This page explains the main command-line workflows. For exact flags, aliases, and generated Cobra help, use the Command Reference or run autowt <command> --help.

Command forms

Homebrew installs two equivalent binary names:

brew tap irskep/tap
brew trust irskep/tap
brew install autowt
autowt ls
awt ls

The mise install path provides autowt; install shell integration if you want the shorter awt command with mise.

Running autowt with no arguments lists worktrees. Running autowt <branch> is shorthand for switching to a branch or creating a worktree for it:

autowt
autowt feature/my-change
autowt switch feature/my-change

Use the explicit switch command if a branch name conflicts with a built-in command name.

Switch and Create

autowt switch [branch] switches to an existing worktree or creates a new one. It accepts branch names, branch names without a configured prefix, and paths to existing worktree directories. With no branch argument, it opens an interactive picker for existing worktrees.

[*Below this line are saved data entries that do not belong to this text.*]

// Sorted, non-overlapping inclusive ranges.
static EMOJI_PRESENTATION: &[(u32, u32)] = &[
    (0x231A, 0x231B),
    (0x23E9, 0x23EC),
    (0x23F0, 0x23F0),
    (0x23F3, 0x23F3),
    (0x25FD, 0x25FE),
    (0x2614, 0x2615),
    (0x2648, 0x2653),
    (0x267F, 0x267F),
    (0x2693, 0x2693),
    (0x26A1, 0x26A1),
    (0x26AA, 0x26AB),
    (0x26BD, 0x26BE),
    (0x26C4, 0x26C5),
    (0x26CE, 0x26CE),
    (0x26D4, 0x26D4),
    (0x26EA, 0x26EA),
    (0x26F2, 0x26F3),
    (0x26F5, 0x26F5),
    (0x26FA, 0x26FA),
    (0x26FD, 0x26FD),
    (0x2705, 0x2705),
    (0x270A, 0x270B),
    (0x2728, 0x2728),
    (0x274C, 0x274C),
    (0x274E, 0x274E),
    (0x2753, 0x2755),
    (0x2757, 0x2757),
    (0x2795, 0x2797),
    (0x27B0, 0x27B0),
    (0x27BF, 0x27BF),
    (0x2B1B, 0x2B1C),
    (0x2B50, 0x2B50),
    (0x2B55, 0x2B55),
    (0x1F004, 0x1F004),
    (0x1F0CF, 0x1F0CF),
    (0x1F18E, 0x1F18E),
    (0x1F191, 0x1F19A),
    (0x1F201, 0x1F201),
    (0x1F21A, 0x1F21A),
    (0x1F22F, 0x1F22F),
    (0x1F232, 0x1F236),
    (0x1F238, 0x1F23A),
    (0x1F250, 0x1F251),
    (0x1F300, 0x1F64F),
    (0x1F680, 0x1F6FF),
    (0x1F7E0, 0x1F7EB),
    (0x1F90C, 0x1F9FF),
    (0x1FA70, 0x1FAFF),
];

// Emoji that render as text unless followed by U+FE0F.
static EMOJI_TEXT_DEFAULT: &[(u32, u32)] = &[
    (0x00A9, 0x00A9),
    (0x00AE, 0x00AE),
    (0x203C, 0x203C),
    (0x2049, 0x2049),
    (0x2122, 0x2122),
    (0x2139, 0x2139),
    (0x2194, 0x2199),
    (0x21A9, 0x21AA),
    (0x2328, 0x2328),
    (0x23CF, 0x23CF),
    (0x23ED, 0x23EF),
    (0x23F1, 0x23F2),
    (0x23F8, 0x23FA),
    (0x24C2, 0x24C2),
    (0x25AA, 0x25AB),
    (0x25B6, 0x25B6),
    (0x25C0, 0x25C0),
    (0x25FB, 0x25FC),
    (0x2600, 0x27BF),
    (0x2934, 0x2935),
    (0x2B05, 0x2B07),
    (0x3030, 0x3030),
    (0x303D, 0x303D),
    (0x3297, 0x3297),
    (0x3299, 0x3299),
    (0x1F170, 0x1F171),
    (0x1F17E, 0x1F17F),
    (0x1F202, 0x1F202),
    (0x1F237, 0x1F237),
];

static EMOJI_MODIFIER_BASE: &[(u32, u32)] = &[
    (0x261D, 0x261D),
    (0x26F9, 0x26F9),
    (0x270A, 0x270D),
    (0x1F385, 0x1F385),
    (0x1F3C2, 0x1F3C4),
    (0x1F3C7, 0x1F3C7),
    (0x1F3CA, 0x1F3CC),
    (0x1F442, 0x1F443),
    (0x1F446, 0x1F450),
    (0x1F466, 0x1F478),
    (0x1F47C, 0x1F47C),
    (0x1F481, 0x1F483),
    (0x1F485, 0x1F487),
    (0x1F4AA, 0x1F4AA),
    (0x1F574, 0x1F575),
    (0x1F57A, 0x1F57A),
    (0x1F590, 0x1F590),
    (0x1F595, 0x1F596),
    (0x1F645, 0x1F647),
    (0x1F64B, 0x1F64F),
    (0x1F6A3, 0x1F6A3),
    (0x1F6B4, 0x1F6B6),
    (0x1F6C0, 0x1F6C0),
    (0x1F6CC, 0x1F6CC),
    (0x1F90C, 0x1F90C),
    (0x1F90F, 0x1F90F),
    (0x1F918, 0x1F91F),
    (0x1F926, 0x1F926),
    (0x1F930, 0x1F939),
    (0x1F93C, 0x1F93E),
    (0x1F977, 0x1F977),
    (0x1F9B5, 0x1F9B6),
    (0x1F9B8, 0x1F9B9),
    (0x1F9BB, 0x1F9BB),
    (0x1F9CD, 0x1F9CF),
    (0x1F9D1, 0x1F9DD),
    (0x1FAC3, 0x1FAC5),
    (0x1FAF0, 0x1FAF8),
];

fn in_ranges(table: &[(u32, u32)], c: char) -> bool {
    let cp = c as u32;
    table
        .binary_search_by(|&(lo, hi)| {
            if hi < cp {
                Ordering::Less
            } else if lo > cp {
                Ordering::Greater
            } else {
                Ordering::Equal
            }
        })
        .is_ok()
}

/// Check if a character has the Unicode `Emoji` property.
///
/// Keycap bases (`0-9`, `#`, `*`) are excluded; they only become emoji as
/// part of a keycap sequence.
pub fn is_emoji(c: char) -> bool {
    is_emoji_presentation(c) || in_ranges(EMOJI_TEXT_DEFAULT, c) || is_regional_indicator(c)
}

/// Check if a character renders as emoji by default.
pub fn is_emoji_presentation(c: char) -> bool {
    in_ranges(EMOJI_PRESENTATION, c)
}

/// Skin tone modifiers, U+1F3FB..=U+1F3FF.
pub fn is_emoji_modifier(c: char) -> bool {
    matches!(c as u32, 0x1F3FB..=0x1F3FF)
}

/// Check if a character accepts a skin tone modifier.
pub fn is_emoji_modifier_base(c: char) -> bool {
    in_ranges(EMOJI_MODIFIER_BASE, c)
}

/// Regional indicator symbols, used in pairs for country flags.
pub fn is_regional_indicator(c: char) -> bool {
    matches!(c as u32, 0x1F1E6..=0x1F1FF)
}

pub fn is_zwj(c: char) -> bool {
    c == ZWJ
}

/// VS15 (text presentation) or VS16 (emoji presentation).
pub fn is_variation_selector(c: char) -> bool {
    c == VS15 || c == VS16
}

pub fn is_keycap_base(c: char) -> bool {
    c.is_ascii_digit() || c == '#' || c == '*'
}

/// Tag characters, U+E0020..=U+E007F.
pub fn is_tag_character(c: char) -> bool {
    matches!(c as u32, 0xE0020..=0xE007F)
}

/// Length in bytes of the native emoji sequence at the start of `text`.
///
/// Returns `None` when `text` does not begin with an emoji. A lone regional
/// indicator, a keycap base without U+20E3, and a text-default emoji without
/// U+FE0F are not emoji.
///
/// ```
/// use horizon_imagetext::text::native_emoji_len;
///
/// assert_eq!(native_emoji_len("\u{1F604} hi"), Some(4));
/// assert_eq!(native_emoji_len("\u{2764}"), None);
/// assert_eq!(native_emoji_len("\u{2764}\u{FE0F}"), Some(6));
/// ```
pub fn native_emoji_len(text: &str) -> Option<usize> {
    let mut len = element_len(text, false)?;
    loop {
        let rest = &text[len..];
        let Some(joined) = rest.strip_prefix(ZWJ) else {
            break;
        };
        match element_len(joined, true) {
            Some(next) => len += ZWJ.len_utf8() + next,
            None => break,
        }
    }
    Some(len)
}

/// One emoji element: a keycap, a flag, or a base character with its
/// presentation selector, modifier, and tags.
fn element_len(text: &str, joined: bool) -> Option<usize> {
    let mut chars = text.chars();
    let base = chars.next()?;
    let mut len = base.len_utf8();

    if is_keycap_base(base) {
        let mut next = chars.next()?;
        if next == VS16 {
            len += next.len_utf8();
            next = chars.next()?;
        }
        return (next == KEYCAP).then_some(len + next.len_utf8());
    }

    if is_regional_indicator(base) {
        let second = chars.next().filter(|&c| is_regional_indicator(c))?;
        return Some(len + second.len_utf8());
    }

    if !is_emoji(base) {
        return None;
    }

    let mut qualified = joined || is_emoji_presentation(base);
    match chars.next() {
        Some(VS15) => return None,
        Some(VS16) => {
            len += VS16.len_utf8();
            qualified = true;
        }
        Some(m) if is_emoji_modifier(m) && is_emoji_modifier_base(base) => {
            len += m.len_utf8();
            qualified = true;
        }
        _ => {}
    }
    if !qualified {
        return None;
    }

    if base == BLACK_FLAG {
        len += tag_sequence_len(&text[len..]);
    }
    Some(len)
}
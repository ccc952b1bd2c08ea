//! Styled text and inline emoji rendering onto RGBA raster images.
//!
//! This crate draws text with font fallback, fill and stroke paints,
//! alignment, anchoring, wrapping, and inline emoji images onto 8-bit RGBA
//! pixel buffers.
//!
//! # Getting Started
//!
//! Load a font, describe the style, and draw onto a [`Canvas`]:
//!
//! ```no_run
//! use horizon_imagetext::{Canvas, Color, TextStyle, draw_text};
//! use horizon_imagetext::text::Font;
//!
//! let font = Font::from_files("fonts/DejaVuSans.ttf", &["fonts/NotoSansCJK.ttc"])?;
//! let mut canvas = Canvas::new(400, 100, Color::WHITE)?;
//!
//! let style = TextStyle::new(&font, 32.0).fill(Color::BLACK);
//! draw_text(&mut canvas, "Hello, World!", 10.0, 10.0, &style)?;
//! canvas.save("hello.png")?;
//! # Ok::<(), horizon_imagetext::TextError>(())
//! ```
//!
//! # Drawing on Existing Images
//!
//! A [`DrawSession`] binds a canvas to an `image::DynamicImage` and writes
//! the pixels back when it is closed or dropped:
//!
//! ```no_run
//! use horizon_imagetext::{Color, DrawSession, Paint, Point, TextAlign, TextStyle};
//! use horizon_imagetext::text::Font;
//!
//! let font = Font::from_files("fonts/DejaVuSans.ttf", &[] as &[&str])?;
//! let mut image = image::DynamicImage::from(image::open("photo.png").expect("readable image").to_rgba8());
//!
//! let style = TextStyle::new(&font, 48.0)
//!     .fill(Paint::rainbow(Point::new(0.0, 0.0), Point::new(500.0, 0.0)))
//!     .stroke(2.0, Color::BLACK)
//!     .align(TextAlign::Center);
//!
//! let mut session = DrawSession::open(&mut image)?;
//! session.draw_text_wrapped("A caption that wraps", 250.0, 20.0, (0.5, 0.0), 480.0, &style)?;
//! session.close();
//! # Ok::<(), horizon_imagetext::TextError>(())
//! ```
//!
//! # Emoji
//!
//! Emoji are drawn from images in an [`text::EmojiRegistry`]. Native emoji
//! sequences, `:shortcodes:`, and Discord custom emoji are recognized; spans
//! without an image are drawn as plain text. See [`text::EmojiOptions`].

mod canvas;
mod compositor;
mod draw;
mod error;
mod measure;
mod paint;
pub mod text;
mod types;

// Drawing
pub use canvas::{Canvas, DrawSession};
pub use draw::{TextStyle, draw_text, draw_text_anchored, draw_text_multiline, draw_text_wrapped};
pub use measure::{split_on_space, text_size, text_size_multiline, text_wrap};

// Values
pub use error::{ErrorKind, TextError, TextResult};
pub use paint::{GradientStop, LinearGradient, Paint};
pub use text::{TextAlign, WrapStyle};
pub use types::{Color, Point, Rect, Size};

// Re-export image for callers handing in buffers
pub use image;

When creating a worktree, autowt checks local branches first, then remote branches, then offers to create a new branch from the repository's main branch. Use --from to choose a specific source revision.

Terminal behavior comes from configuration by default. Override it per command with --terminal, or use shell integration when you want switching to cd in the current shell instead of opening another terminal session.

Worktree directories use worktree.directory_pattern. The {branch} template value is controlled by worktree.flatten_worktree_directories: true replaces branch path separators with hyphens, while false preserves them as nested directories.

List

autowt ls lists worktrees for the current repository. The main worktree appears first, the current worktree is marked, and active terminal sessions are indicated when autowt can detect them.

> autowt ls

  Worktrees:
-> ~/dev/my-project (main worktree)                         main <-
  ~/dev/my-project-worktrees/feature-new-ui @   feature-new-ui
  ~/dev/my-project-worktrees/hotfix-bug              hotfix-bug

Cleanup

autowt cleanup removes secondary worktrees and can also delete their local branches. With no arguments it uses the configured cleanup mode, or prompts for a default the first time you run it.

Cleanup modes:

  • interactive: choose worktrees in a TUI.
  • merged: select branches already merged into the main branch.
  • remoteless: select branches without upstream tracking.
  • github: use the GitHub CLI to select branches with merged or closed pull requests.
  • all: combine merged and remoteless cleanup.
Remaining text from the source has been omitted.